(Beginning of Records for this exercise)

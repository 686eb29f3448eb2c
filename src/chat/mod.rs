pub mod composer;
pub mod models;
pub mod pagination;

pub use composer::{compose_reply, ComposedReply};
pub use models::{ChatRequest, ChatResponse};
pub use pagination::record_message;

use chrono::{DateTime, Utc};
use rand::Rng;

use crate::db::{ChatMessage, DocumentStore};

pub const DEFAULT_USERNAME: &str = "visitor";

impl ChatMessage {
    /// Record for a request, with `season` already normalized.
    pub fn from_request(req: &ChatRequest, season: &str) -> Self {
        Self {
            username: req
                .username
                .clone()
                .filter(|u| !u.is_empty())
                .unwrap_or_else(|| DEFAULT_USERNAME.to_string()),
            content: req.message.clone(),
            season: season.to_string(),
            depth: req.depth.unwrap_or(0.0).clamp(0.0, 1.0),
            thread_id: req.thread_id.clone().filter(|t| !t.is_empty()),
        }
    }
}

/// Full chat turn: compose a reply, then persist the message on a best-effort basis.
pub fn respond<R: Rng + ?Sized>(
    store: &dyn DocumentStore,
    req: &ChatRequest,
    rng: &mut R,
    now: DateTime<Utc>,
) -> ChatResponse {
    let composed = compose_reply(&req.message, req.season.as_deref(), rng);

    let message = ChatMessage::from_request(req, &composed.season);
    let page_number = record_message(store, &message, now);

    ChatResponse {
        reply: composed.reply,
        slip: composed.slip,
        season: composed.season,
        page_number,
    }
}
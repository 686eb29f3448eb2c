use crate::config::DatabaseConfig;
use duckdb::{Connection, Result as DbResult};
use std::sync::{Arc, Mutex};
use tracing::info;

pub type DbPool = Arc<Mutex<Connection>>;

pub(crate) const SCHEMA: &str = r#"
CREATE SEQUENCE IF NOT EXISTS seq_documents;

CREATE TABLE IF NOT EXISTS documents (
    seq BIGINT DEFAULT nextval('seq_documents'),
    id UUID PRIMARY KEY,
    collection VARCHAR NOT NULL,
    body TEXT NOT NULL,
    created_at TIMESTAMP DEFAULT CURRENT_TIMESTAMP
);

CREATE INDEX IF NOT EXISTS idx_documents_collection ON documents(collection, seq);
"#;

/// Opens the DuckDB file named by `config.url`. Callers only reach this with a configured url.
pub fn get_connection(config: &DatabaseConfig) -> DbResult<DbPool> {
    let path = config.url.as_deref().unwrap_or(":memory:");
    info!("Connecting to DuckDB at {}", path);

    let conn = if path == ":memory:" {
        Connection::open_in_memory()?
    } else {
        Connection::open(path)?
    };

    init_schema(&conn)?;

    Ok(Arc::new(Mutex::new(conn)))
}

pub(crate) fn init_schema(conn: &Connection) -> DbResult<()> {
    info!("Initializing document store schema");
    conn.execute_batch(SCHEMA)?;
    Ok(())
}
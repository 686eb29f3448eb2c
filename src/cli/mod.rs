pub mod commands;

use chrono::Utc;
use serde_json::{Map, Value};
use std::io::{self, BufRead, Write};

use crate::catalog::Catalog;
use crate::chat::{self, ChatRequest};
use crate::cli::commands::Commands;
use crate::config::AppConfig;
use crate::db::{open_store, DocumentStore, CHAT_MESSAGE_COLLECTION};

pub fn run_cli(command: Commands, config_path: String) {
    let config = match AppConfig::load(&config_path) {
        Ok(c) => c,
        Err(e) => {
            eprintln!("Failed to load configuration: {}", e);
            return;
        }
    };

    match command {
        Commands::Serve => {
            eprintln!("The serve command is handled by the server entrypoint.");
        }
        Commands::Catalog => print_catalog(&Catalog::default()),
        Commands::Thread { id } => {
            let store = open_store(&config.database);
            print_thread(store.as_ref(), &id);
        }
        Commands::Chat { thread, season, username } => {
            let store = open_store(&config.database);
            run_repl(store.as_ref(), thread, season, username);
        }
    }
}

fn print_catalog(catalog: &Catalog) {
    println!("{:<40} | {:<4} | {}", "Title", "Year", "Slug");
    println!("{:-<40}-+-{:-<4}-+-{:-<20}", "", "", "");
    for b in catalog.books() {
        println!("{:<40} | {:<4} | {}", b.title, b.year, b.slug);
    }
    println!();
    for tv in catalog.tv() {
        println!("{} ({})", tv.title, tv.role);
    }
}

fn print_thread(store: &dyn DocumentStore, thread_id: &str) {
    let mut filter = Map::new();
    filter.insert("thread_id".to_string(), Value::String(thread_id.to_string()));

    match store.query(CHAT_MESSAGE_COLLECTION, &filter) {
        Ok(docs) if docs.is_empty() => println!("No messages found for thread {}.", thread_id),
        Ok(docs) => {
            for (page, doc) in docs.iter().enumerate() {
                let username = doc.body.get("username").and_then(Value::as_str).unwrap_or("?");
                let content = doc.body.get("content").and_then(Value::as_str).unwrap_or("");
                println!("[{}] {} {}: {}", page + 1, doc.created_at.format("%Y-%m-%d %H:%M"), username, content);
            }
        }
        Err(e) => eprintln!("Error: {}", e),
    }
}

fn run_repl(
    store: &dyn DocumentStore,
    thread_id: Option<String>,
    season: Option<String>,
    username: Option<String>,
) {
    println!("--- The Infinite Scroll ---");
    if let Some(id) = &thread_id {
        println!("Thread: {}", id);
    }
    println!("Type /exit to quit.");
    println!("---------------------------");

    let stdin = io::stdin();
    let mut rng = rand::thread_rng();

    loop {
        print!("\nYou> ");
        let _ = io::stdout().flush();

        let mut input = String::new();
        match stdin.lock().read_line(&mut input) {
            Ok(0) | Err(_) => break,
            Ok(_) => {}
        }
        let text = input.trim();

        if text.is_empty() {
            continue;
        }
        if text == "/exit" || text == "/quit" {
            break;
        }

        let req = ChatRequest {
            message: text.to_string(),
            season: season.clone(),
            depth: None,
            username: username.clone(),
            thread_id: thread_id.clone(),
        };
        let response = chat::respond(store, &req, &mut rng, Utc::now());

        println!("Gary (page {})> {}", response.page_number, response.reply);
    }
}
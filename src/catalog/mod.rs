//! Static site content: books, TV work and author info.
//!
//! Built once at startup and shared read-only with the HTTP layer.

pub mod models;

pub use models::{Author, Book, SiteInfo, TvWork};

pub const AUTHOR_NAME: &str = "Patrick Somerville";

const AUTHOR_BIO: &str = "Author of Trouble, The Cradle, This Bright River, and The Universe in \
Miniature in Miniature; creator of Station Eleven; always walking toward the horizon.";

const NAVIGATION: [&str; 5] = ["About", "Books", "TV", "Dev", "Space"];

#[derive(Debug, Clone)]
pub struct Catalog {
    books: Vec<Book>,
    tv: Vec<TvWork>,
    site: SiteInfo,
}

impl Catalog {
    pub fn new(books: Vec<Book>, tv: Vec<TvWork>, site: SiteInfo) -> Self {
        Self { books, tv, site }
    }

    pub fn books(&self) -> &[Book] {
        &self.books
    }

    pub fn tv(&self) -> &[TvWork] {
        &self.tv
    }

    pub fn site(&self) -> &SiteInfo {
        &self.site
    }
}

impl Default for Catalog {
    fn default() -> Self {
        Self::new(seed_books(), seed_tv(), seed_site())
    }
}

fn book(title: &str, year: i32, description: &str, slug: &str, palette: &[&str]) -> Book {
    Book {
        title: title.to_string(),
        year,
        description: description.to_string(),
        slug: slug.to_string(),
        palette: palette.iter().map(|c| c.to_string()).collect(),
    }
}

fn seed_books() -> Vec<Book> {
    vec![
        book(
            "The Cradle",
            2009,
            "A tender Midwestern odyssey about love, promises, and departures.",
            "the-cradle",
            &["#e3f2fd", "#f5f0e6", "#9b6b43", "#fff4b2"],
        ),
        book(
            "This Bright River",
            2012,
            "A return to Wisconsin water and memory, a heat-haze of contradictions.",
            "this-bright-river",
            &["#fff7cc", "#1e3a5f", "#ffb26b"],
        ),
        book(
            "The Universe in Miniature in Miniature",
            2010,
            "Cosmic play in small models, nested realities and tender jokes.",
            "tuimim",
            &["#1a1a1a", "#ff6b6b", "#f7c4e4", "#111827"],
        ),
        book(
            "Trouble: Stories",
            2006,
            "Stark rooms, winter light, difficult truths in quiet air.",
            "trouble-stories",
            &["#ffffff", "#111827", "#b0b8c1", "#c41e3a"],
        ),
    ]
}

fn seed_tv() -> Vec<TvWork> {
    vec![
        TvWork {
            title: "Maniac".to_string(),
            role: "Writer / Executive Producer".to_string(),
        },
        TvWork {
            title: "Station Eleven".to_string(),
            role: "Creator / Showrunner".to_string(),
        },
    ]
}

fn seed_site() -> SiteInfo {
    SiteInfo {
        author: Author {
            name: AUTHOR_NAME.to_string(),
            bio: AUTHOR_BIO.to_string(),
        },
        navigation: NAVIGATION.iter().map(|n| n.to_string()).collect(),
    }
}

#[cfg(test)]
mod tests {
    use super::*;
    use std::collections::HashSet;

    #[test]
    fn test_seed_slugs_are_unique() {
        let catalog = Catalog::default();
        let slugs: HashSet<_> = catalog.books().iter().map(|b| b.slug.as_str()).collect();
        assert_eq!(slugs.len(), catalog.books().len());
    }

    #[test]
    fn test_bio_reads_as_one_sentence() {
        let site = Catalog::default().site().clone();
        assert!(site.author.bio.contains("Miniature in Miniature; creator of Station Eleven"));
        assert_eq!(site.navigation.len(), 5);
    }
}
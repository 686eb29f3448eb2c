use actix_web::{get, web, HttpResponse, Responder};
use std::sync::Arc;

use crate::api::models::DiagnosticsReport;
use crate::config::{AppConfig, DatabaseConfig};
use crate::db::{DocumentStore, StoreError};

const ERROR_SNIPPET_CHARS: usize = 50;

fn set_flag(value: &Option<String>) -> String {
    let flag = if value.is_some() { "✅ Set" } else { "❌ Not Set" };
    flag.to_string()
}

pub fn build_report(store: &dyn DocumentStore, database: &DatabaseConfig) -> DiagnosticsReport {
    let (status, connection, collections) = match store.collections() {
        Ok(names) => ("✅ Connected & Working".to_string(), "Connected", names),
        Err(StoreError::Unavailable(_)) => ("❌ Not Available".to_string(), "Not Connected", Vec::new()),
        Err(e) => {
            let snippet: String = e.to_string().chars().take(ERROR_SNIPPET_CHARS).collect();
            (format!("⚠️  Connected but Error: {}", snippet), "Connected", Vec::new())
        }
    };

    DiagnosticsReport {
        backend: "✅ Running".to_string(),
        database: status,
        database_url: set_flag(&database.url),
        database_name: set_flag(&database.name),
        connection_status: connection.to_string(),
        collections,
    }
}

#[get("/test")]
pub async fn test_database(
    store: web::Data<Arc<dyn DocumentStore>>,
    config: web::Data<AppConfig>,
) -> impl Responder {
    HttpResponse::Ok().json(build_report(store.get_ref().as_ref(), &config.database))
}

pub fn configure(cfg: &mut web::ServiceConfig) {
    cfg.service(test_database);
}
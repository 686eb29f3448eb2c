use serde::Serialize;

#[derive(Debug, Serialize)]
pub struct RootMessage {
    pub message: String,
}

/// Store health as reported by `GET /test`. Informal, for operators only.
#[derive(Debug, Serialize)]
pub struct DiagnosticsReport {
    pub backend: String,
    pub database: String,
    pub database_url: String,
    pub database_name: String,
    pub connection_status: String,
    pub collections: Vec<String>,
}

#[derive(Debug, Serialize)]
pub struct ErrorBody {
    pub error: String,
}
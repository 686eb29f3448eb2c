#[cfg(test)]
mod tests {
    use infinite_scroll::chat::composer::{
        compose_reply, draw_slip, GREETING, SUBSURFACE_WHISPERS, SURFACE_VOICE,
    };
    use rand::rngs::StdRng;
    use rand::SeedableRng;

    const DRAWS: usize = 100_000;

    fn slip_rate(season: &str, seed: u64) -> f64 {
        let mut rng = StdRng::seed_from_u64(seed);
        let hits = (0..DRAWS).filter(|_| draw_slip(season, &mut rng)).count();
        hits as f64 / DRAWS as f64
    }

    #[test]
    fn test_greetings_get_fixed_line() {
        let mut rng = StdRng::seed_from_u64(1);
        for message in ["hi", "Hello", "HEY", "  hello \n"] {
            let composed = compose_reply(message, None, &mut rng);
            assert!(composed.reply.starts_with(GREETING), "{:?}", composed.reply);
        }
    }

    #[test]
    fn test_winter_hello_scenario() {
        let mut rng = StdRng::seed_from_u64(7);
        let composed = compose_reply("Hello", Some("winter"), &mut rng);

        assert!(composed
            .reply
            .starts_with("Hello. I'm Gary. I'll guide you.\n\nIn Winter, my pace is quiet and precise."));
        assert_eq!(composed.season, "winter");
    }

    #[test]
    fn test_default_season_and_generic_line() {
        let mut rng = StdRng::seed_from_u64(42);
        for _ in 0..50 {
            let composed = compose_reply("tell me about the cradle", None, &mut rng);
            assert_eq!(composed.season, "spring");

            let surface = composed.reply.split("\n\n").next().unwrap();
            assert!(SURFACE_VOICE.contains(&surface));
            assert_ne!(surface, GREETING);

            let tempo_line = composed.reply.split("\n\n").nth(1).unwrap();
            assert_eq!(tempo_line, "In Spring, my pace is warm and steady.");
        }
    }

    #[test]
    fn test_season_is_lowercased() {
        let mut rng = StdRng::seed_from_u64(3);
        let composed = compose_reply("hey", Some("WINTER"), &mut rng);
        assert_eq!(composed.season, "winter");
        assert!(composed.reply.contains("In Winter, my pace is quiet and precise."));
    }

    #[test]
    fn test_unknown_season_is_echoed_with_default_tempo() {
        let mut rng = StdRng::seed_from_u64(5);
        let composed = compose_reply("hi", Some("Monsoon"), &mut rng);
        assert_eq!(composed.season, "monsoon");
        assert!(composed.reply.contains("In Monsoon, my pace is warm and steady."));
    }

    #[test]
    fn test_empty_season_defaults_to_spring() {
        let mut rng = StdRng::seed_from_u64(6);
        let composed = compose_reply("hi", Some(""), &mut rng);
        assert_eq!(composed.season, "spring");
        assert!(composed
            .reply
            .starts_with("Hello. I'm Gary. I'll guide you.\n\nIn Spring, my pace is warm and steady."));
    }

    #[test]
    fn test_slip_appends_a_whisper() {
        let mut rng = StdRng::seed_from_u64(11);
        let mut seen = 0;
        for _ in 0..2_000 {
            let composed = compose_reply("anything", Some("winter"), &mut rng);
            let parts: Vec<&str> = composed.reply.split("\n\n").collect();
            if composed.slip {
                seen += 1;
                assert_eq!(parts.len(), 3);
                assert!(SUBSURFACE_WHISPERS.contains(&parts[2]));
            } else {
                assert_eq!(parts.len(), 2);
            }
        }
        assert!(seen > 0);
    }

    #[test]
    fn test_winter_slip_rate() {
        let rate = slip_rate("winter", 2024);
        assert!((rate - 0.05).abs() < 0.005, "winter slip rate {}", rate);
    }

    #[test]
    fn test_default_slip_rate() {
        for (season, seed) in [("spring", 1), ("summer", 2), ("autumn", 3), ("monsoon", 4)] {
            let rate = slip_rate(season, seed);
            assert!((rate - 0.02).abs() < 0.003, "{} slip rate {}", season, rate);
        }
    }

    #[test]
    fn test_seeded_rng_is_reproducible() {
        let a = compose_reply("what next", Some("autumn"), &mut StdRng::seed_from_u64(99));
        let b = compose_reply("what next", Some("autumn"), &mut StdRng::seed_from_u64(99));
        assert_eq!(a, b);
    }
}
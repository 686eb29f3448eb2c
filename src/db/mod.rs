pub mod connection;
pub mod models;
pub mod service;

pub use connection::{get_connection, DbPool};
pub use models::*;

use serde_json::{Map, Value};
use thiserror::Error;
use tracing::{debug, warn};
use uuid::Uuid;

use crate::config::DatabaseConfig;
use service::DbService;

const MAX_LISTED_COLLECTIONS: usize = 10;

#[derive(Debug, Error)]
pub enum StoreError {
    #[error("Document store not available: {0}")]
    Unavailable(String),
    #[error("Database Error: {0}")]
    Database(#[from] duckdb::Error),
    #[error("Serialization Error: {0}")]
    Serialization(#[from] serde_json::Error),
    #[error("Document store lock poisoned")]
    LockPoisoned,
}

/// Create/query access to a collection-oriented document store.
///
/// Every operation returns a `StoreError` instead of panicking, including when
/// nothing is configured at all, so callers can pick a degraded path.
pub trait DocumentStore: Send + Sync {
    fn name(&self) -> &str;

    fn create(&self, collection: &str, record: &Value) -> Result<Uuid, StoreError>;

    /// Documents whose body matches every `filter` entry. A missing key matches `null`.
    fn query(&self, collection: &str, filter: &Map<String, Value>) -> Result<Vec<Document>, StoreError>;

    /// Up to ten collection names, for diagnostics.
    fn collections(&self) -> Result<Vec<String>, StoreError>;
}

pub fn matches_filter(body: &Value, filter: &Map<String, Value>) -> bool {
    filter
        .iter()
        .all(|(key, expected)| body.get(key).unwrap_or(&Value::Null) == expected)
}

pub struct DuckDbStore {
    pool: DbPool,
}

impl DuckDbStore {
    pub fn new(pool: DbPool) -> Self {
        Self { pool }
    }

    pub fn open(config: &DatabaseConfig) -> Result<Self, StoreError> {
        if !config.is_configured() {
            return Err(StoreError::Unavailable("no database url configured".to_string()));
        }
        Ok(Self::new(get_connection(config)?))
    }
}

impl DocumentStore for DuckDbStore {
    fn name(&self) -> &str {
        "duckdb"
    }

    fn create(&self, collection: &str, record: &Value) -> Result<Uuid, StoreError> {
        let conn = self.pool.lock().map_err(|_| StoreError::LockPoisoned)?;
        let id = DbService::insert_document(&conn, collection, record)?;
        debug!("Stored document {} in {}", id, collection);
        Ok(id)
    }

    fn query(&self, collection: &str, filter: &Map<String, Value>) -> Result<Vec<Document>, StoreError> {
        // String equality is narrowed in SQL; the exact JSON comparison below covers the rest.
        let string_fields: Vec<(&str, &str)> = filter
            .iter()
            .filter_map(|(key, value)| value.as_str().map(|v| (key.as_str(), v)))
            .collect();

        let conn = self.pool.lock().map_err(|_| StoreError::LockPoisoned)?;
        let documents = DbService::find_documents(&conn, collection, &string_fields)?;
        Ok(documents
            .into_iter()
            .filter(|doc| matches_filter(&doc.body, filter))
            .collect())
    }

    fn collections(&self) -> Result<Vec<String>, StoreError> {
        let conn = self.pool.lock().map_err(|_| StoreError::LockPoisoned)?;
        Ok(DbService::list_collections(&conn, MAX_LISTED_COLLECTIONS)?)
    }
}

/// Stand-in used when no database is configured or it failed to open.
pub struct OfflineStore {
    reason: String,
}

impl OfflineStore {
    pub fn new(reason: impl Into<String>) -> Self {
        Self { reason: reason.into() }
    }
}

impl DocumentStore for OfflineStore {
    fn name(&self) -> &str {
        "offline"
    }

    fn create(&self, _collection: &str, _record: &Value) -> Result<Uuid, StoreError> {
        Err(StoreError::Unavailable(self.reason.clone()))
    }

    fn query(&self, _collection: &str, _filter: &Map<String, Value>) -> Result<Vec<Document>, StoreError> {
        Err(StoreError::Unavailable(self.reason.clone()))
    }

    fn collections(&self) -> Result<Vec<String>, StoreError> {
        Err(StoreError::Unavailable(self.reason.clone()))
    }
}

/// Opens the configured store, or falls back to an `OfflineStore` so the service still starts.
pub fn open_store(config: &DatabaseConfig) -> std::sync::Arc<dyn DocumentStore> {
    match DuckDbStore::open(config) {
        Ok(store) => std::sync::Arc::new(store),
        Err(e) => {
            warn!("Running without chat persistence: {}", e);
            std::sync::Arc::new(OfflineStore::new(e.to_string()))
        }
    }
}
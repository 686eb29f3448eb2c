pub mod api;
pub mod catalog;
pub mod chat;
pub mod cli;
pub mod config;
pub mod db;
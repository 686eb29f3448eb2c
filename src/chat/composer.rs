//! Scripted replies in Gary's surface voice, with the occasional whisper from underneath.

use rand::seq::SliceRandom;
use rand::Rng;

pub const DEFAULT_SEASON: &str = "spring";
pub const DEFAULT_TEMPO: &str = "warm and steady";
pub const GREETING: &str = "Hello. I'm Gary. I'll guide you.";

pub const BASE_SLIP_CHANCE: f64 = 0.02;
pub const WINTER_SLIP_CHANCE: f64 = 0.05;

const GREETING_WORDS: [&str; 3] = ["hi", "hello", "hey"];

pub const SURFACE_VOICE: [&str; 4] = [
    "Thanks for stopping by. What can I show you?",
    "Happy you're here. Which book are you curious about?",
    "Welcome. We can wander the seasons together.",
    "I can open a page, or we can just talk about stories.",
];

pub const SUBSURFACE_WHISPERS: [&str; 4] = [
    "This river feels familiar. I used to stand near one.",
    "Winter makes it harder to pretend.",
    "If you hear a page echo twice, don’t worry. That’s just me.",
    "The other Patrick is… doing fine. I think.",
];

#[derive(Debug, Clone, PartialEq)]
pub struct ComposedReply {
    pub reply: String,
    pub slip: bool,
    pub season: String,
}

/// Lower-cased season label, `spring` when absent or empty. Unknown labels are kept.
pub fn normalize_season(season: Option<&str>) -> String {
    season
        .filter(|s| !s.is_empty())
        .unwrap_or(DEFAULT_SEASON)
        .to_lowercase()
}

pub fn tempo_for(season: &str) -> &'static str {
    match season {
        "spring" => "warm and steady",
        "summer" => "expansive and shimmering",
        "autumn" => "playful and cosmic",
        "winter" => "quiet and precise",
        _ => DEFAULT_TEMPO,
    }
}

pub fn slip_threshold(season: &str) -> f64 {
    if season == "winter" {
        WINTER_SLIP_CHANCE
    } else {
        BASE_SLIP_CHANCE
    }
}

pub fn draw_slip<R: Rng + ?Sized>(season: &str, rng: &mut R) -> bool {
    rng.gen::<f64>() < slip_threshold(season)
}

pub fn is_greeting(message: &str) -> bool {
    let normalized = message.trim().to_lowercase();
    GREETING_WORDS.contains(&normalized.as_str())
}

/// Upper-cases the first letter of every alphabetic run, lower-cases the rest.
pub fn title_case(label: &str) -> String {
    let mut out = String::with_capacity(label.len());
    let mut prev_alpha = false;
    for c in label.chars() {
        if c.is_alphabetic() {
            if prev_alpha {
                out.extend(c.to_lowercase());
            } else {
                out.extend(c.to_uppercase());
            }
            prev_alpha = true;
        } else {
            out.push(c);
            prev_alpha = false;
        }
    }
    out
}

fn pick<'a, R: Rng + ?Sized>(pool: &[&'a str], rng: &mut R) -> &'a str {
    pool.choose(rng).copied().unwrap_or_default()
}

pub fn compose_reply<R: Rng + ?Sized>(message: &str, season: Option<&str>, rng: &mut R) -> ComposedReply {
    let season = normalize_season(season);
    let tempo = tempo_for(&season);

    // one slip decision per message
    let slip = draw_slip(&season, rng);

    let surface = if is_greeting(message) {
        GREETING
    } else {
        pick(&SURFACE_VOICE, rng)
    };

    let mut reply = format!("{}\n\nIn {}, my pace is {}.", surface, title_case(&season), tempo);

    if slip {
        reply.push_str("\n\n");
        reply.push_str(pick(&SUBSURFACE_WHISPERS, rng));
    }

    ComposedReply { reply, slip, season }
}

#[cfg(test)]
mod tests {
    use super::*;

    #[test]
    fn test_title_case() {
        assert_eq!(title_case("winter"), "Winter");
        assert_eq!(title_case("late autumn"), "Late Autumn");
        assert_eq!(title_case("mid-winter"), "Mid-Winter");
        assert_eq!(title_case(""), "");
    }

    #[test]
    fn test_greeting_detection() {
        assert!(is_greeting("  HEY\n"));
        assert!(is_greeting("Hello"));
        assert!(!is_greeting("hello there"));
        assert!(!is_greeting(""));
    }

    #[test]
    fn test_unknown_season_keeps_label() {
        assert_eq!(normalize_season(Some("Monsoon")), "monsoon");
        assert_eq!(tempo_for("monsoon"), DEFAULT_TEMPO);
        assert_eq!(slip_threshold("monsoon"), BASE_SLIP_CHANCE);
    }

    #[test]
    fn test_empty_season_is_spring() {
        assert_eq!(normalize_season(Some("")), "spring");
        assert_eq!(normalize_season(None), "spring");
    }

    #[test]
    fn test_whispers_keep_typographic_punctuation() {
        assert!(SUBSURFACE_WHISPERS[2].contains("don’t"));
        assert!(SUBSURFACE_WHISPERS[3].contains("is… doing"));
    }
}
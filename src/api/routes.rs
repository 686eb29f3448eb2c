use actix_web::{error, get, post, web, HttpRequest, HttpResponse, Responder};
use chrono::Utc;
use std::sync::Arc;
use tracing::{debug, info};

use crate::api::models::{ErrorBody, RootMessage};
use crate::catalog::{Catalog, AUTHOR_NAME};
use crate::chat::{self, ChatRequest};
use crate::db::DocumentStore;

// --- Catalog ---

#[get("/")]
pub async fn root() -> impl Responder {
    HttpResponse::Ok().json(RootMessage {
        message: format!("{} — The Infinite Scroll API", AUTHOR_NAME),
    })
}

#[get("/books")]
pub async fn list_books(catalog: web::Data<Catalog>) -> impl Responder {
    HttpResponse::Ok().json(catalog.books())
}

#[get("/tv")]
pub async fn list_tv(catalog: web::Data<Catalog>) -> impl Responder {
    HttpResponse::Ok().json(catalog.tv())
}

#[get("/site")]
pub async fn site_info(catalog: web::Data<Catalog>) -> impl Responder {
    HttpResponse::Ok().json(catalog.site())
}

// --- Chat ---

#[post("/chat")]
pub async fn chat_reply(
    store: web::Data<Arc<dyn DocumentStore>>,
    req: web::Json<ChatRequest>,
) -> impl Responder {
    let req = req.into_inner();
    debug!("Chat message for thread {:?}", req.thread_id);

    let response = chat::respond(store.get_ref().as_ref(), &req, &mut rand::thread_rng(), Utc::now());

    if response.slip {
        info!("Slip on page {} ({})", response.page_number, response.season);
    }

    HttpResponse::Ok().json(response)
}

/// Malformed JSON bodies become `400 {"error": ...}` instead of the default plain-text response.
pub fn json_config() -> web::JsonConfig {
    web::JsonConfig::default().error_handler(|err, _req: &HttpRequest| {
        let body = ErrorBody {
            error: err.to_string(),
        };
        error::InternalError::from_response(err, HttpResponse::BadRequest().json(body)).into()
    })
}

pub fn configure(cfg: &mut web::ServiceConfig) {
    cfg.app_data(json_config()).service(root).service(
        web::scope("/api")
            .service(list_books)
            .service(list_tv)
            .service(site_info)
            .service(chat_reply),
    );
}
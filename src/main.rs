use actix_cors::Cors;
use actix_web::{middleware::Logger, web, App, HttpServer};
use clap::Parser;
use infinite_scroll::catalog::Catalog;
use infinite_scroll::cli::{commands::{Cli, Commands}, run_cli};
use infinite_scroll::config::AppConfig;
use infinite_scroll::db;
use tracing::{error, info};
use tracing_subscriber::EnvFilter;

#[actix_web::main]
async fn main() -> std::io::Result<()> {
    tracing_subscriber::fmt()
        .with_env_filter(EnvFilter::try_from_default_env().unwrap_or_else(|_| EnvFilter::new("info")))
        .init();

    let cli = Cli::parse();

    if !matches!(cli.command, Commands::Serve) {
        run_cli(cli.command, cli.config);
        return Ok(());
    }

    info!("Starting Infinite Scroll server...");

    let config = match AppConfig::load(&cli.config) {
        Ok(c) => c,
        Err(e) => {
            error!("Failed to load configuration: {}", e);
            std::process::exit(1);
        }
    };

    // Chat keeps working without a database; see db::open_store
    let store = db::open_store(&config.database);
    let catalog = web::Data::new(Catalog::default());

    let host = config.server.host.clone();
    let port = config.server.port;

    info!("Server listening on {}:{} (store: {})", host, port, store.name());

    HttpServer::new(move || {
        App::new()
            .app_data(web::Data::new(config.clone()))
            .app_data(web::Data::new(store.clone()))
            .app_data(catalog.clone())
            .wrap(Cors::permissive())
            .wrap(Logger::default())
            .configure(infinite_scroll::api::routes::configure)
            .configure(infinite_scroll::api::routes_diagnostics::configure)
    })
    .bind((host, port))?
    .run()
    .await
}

(End of Records for this exercise)

Copy every line of the entries above in which "struct" occurs.

Solution:
pub struct Catalog {
pub struct RootMessage {
pub struct DiagnosticsReport {
pub struct ErrorBody {
pub struct DuckDbStore {
pub struct OfflineStore {
pub struct ComposedReply {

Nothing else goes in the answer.